Task directions:
Say how many lines of the entries below include "budget", giving nothing but that number.

Exercise material:
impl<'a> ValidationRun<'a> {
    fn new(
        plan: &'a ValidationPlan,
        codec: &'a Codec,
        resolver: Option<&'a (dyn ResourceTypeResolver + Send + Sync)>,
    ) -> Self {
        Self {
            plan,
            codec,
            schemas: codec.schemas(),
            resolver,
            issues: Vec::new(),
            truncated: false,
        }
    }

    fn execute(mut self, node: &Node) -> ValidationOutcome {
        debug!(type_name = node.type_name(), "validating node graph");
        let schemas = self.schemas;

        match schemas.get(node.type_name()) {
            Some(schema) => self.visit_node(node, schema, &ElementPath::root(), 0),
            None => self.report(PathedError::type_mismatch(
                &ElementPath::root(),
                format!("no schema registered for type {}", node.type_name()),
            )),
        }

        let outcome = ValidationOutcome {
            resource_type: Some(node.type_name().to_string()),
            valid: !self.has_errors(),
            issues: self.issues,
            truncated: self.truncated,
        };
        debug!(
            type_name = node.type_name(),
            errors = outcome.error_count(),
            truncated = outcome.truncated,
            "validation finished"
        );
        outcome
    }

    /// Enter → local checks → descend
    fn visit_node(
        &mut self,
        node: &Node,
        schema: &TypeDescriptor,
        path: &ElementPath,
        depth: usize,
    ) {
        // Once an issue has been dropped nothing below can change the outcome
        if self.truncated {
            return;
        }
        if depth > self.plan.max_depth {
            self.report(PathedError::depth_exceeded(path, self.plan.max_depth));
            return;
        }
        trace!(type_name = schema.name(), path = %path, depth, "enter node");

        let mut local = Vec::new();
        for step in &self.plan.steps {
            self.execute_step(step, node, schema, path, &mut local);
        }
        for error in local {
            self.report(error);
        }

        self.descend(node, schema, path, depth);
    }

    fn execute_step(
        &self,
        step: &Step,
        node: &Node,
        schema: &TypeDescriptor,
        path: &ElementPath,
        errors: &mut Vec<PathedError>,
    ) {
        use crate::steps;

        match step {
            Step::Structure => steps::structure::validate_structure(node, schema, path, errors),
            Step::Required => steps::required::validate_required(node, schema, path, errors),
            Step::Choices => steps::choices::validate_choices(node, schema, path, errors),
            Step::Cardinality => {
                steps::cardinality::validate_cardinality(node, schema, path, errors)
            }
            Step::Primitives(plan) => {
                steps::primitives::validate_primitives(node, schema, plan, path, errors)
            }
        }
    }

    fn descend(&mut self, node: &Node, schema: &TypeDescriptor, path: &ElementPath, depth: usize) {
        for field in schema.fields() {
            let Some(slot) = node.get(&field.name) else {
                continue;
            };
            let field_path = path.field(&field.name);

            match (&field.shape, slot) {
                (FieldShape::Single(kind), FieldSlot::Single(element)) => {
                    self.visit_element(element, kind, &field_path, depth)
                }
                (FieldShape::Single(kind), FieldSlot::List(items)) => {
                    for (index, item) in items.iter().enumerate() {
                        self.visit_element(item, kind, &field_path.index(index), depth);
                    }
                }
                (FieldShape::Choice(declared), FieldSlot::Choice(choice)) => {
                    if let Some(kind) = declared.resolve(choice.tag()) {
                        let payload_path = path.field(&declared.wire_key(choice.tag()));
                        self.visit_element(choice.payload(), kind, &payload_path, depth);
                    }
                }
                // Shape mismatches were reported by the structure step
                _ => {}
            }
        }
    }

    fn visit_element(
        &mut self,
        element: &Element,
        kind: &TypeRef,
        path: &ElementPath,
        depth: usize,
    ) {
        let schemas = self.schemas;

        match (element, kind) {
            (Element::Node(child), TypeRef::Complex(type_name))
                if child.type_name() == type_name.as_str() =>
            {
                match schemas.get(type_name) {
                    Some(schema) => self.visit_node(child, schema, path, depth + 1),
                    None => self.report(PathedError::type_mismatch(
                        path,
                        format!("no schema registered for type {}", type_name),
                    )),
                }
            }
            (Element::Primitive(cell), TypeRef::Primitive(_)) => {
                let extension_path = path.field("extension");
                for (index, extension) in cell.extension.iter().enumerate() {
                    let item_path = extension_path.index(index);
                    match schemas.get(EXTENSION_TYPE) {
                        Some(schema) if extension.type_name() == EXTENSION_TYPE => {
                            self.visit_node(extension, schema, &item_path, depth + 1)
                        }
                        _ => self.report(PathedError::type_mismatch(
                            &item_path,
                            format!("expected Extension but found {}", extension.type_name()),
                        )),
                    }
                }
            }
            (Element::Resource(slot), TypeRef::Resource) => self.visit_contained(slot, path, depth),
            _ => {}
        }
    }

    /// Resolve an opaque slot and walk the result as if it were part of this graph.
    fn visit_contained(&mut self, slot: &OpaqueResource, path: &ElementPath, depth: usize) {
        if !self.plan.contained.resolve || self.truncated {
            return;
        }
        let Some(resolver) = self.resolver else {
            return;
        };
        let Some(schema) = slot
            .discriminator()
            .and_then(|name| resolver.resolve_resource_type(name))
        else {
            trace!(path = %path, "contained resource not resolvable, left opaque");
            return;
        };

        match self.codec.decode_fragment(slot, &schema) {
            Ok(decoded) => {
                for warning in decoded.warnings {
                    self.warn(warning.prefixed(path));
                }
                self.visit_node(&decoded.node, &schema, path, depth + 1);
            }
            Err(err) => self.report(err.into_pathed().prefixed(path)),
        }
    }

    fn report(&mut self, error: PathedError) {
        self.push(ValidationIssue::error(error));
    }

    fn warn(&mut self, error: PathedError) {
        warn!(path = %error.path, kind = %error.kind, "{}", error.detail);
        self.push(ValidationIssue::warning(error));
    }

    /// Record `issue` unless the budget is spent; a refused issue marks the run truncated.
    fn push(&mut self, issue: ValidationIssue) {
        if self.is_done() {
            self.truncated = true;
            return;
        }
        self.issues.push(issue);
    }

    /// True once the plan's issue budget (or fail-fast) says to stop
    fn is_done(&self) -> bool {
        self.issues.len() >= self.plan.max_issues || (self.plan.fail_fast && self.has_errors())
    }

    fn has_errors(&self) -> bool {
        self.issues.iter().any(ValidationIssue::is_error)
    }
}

Solution:
2